◆ **REQUIRED ACTION**: Collect every line below that contains the word "javascript".

[Saved entries]
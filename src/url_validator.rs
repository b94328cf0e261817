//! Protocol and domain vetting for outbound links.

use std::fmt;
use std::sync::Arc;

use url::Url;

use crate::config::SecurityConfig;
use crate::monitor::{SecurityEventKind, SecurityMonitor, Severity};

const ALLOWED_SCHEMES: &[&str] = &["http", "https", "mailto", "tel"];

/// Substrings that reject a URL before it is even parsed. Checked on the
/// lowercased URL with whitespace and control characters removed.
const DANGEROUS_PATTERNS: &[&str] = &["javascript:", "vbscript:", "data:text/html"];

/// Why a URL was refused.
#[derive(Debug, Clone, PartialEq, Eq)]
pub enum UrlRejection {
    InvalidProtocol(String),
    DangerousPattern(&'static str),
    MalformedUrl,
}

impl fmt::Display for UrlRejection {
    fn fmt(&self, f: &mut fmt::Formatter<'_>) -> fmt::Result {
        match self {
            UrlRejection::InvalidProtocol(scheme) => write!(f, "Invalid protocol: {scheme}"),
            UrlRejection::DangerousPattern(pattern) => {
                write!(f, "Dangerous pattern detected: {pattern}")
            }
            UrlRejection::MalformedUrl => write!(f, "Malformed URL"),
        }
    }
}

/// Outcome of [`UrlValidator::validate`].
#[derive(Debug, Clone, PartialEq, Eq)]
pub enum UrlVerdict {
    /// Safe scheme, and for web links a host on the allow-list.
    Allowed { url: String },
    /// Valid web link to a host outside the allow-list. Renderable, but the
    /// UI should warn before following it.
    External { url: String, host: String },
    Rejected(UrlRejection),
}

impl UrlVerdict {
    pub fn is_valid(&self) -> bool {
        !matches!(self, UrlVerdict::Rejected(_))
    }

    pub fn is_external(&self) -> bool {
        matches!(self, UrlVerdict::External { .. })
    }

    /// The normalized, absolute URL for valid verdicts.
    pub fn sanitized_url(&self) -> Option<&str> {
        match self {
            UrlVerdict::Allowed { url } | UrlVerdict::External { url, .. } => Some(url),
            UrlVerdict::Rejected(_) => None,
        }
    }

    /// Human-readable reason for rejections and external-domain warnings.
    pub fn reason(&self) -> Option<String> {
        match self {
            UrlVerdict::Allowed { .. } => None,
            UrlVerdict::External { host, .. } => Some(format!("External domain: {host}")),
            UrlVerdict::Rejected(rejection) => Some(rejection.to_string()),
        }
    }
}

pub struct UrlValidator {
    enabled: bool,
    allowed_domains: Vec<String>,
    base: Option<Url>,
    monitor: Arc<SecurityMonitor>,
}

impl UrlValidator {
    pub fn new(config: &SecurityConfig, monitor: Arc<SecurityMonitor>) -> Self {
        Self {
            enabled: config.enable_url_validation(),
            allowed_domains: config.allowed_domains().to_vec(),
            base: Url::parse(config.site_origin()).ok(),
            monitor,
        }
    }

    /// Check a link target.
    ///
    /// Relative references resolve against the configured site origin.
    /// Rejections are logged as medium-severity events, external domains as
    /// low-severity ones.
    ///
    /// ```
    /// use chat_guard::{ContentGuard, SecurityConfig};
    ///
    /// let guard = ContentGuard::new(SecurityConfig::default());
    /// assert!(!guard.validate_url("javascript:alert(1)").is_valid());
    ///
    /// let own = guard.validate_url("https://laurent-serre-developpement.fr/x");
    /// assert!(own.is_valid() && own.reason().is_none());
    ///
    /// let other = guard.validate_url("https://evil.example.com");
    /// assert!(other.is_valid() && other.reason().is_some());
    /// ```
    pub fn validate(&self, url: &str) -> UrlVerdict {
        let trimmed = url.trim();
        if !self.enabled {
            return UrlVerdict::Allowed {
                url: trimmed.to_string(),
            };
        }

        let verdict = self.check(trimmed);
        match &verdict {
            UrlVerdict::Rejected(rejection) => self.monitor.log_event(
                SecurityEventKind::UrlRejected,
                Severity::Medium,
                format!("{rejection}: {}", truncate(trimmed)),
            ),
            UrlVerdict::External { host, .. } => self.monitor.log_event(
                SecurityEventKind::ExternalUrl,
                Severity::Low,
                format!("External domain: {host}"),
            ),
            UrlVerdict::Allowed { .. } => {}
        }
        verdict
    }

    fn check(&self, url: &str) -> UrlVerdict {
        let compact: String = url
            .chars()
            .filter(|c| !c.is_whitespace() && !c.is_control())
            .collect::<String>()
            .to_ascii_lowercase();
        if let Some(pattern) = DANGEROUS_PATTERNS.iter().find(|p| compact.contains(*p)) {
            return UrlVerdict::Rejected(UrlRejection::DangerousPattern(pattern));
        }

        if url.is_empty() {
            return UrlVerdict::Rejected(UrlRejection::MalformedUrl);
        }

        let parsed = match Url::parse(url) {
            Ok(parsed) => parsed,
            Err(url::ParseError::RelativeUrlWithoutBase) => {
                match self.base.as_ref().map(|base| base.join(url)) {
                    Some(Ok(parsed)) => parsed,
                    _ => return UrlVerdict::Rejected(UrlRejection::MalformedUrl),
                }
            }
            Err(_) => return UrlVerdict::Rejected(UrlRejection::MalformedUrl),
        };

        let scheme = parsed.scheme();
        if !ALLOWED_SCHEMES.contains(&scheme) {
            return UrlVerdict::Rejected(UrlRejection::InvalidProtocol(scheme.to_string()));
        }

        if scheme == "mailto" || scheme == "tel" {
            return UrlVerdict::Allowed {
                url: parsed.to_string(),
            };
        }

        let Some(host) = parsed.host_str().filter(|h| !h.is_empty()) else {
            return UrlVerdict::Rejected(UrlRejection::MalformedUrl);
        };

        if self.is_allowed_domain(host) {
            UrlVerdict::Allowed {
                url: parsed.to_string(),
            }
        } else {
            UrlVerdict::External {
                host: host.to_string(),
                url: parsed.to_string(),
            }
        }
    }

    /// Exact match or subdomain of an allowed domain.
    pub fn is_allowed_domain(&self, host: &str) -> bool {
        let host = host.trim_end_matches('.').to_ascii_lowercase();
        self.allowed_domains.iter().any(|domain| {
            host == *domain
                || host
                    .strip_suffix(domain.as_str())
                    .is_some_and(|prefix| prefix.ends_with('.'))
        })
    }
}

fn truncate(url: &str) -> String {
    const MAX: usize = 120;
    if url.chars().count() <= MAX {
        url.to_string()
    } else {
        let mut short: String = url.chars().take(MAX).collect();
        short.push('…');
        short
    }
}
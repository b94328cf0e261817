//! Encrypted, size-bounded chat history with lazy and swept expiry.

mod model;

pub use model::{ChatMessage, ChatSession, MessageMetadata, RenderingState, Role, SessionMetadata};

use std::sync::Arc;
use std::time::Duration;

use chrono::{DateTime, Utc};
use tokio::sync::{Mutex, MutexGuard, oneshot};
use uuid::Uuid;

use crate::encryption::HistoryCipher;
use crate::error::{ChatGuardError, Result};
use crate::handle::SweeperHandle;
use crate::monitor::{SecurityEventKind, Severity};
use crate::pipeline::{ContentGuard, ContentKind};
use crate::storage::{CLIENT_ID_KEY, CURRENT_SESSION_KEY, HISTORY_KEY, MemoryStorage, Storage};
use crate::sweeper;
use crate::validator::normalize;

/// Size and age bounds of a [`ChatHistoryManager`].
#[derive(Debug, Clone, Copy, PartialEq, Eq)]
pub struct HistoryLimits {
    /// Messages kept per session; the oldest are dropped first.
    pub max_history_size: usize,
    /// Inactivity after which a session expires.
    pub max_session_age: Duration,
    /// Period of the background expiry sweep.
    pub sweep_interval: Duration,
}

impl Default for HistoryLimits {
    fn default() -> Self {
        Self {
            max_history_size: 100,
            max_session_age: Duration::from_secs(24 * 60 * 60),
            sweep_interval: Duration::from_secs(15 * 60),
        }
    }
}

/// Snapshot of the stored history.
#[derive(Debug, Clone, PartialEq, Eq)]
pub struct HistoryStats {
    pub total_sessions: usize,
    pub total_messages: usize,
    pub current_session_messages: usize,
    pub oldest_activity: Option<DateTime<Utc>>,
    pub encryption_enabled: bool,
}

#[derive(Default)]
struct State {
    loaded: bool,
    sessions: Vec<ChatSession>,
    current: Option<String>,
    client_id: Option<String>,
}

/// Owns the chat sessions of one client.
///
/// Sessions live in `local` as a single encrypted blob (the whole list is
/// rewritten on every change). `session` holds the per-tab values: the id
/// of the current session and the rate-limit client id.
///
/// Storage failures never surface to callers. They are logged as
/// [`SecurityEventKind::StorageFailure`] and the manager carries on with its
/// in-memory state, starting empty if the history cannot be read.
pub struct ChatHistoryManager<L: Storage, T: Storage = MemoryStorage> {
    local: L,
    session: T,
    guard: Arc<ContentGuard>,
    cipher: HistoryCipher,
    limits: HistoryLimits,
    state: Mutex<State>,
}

...

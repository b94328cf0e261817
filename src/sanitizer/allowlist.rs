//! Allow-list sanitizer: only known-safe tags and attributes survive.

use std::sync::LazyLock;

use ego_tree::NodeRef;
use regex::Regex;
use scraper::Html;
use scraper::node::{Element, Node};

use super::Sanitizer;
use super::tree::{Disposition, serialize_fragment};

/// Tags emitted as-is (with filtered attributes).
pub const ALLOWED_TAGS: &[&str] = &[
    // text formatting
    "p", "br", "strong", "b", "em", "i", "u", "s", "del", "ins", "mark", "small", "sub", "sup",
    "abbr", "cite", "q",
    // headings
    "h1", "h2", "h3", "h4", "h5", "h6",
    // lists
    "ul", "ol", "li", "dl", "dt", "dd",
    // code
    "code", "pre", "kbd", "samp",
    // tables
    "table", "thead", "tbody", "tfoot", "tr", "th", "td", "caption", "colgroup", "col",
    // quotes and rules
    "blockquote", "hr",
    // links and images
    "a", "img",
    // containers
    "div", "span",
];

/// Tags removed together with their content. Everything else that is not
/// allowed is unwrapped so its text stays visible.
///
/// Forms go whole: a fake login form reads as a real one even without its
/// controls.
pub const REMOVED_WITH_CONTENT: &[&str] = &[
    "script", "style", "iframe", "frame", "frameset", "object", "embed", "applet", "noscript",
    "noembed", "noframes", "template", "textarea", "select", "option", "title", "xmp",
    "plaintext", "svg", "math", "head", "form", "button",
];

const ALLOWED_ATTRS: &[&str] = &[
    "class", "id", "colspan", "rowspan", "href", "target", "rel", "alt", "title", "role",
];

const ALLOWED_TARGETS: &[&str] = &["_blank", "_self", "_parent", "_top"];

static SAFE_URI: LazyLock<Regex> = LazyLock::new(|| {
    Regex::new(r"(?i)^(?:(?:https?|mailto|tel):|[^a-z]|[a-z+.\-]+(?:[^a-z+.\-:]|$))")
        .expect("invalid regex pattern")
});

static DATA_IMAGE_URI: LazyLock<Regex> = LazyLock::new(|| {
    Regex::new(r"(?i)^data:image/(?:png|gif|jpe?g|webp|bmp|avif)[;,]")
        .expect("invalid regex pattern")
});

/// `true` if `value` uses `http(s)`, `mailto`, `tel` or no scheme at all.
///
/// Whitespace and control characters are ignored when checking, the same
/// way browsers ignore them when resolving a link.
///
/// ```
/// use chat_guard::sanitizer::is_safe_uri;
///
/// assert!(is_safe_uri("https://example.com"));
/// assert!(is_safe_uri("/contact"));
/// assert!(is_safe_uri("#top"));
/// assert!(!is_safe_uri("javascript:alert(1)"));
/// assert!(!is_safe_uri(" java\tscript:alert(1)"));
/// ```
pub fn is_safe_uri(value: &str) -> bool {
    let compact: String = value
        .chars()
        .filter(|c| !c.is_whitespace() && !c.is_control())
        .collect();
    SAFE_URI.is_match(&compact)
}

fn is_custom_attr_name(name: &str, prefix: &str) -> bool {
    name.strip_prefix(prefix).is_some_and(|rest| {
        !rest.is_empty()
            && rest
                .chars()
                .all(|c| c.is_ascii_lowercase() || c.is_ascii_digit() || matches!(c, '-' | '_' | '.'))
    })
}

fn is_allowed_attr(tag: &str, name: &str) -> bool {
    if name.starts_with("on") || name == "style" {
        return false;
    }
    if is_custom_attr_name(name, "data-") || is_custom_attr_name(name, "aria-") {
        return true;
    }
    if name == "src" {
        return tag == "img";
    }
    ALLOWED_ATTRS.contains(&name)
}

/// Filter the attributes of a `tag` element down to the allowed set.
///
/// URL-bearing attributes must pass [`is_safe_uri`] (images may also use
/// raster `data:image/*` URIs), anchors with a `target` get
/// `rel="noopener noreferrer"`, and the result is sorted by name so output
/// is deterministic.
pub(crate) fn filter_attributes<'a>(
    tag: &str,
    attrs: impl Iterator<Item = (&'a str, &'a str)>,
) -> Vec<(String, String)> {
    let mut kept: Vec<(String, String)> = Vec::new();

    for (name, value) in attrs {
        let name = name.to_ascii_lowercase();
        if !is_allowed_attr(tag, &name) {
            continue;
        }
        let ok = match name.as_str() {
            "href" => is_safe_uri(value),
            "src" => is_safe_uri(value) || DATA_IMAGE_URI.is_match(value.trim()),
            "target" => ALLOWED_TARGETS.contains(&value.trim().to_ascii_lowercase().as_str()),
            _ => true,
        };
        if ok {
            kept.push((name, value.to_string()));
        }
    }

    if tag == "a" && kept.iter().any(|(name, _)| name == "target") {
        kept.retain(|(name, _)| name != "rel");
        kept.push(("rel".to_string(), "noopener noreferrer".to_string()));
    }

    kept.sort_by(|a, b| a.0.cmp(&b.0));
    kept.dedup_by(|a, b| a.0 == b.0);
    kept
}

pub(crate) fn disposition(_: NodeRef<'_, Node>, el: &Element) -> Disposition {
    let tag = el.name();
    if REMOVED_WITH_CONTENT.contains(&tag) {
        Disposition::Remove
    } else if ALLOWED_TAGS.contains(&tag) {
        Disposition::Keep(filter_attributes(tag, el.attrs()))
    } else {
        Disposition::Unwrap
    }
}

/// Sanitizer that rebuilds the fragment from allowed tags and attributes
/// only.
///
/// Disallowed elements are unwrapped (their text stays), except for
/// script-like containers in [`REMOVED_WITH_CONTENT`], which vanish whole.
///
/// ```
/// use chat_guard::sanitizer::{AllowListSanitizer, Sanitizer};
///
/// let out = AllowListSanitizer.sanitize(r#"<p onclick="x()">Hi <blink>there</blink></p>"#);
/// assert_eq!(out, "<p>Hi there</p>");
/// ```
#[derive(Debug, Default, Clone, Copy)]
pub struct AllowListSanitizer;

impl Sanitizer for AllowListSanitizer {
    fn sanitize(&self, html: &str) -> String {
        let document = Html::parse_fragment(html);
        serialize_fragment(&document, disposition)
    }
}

--

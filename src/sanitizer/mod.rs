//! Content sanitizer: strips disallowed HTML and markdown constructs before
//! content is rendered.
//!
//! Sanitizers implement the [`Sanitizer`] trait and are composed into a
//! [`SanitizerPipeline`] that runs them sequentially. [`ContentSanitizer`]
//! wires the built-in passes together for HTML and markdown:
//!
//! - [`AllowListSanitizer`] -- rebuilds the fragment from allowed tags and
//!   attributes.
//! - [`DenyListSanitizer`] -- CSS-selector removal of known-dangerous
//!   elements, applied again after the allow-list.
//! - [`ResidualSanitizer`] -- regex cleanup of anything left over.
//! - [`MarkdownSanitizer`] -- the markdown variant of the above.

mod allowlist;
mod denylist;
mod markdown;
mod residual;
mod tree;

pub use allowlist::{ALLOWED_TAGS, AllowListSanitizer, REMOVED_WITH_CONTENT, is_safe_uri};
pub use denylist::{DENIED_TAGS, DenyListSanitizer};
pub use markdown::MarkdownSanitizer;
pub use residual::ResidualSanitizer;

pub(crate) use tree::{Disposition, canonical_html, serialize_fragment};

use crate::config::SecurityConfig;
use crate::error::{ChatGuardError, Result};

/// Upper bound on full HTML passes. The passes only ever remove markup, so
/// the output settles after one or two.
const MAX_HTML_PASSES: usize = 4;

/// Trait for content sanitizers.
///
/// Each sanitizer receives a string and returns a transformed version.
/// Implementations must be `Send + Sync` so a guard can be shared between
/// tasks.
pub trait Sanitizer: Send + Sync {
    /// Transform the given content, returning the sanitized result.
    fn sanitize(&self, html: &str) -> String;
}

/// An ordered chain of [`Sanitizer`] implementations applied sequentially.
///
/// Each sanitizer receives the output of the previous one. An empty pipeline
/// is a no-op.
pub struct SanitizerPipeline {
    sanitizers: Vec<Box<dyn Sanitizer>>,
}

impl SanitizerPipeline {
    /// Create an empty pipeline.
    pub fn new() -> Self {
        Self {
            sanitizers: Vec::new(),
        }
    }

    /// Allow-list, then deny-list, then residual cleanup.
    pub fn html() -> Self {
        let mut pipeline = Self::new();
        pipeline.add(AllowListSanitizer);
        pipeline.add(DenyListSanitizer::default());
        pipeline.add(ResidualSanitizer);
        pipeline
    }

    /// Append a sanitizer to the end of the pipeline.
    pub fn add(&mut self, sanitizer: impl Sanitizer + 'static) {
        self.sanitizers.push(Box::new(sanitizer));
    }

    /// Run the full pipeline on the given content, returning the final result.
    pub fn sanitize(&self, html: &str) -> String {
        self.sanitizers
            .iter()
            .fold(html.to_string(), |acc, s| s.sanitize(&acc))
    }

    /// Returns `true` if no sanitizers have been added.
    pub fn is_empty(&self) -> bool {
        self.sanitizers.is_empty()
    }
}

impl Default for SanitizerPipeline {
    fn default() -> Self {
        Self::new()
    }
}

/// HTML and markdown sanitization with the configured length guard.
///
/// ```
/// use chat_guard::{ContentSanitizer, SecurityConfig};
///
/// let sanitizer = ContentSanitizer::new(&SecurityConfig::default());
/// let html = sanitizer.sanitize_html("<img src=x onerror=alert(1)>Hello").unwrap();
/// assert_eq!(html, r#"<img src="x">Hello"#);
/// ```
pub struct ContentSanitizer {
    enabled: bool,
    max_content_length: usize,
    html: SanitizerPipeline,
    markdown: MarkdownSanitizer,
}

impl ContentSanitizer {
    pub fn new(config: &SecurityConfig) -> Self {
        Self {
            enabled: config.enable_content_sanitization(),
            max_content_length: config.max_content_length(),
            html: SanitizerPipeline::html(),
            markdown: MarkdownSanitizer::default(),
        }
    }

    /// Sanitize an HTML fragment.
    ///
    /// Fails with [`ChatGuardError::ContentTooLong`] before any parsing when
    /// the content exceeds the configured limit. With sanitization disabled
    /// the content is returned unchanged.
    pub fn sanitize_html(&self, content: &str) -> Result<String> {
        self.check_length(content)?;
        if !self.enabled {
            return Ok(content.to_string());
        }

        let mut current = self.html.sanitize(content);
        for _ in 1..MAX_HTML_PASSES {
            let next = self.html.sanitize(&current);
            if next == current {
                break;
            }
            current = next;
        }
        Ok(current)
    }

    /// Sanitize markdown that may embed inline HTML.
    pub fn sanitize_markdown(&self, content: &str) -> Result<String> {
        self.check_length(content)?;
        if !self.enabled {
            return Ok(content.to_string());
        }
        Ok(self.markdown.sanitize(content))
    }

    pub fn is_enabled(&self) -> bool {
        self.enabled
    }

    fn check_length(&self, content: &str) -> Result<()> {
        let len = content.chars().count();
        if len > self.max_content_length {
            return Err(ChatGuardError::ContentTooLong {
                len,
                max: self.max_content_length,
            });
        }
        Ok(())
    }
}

◆ **TASK OUTPUT**:
const DANGEROUS_PATTERNS: &[&str] = &["javascript:", "vbscript:", "data:text/html"];
    /// assert!(!guard.validate_url("javascript:alert(1)").is_valid());
/// assert!(!is_safe_uri("javascript:alert(1)"));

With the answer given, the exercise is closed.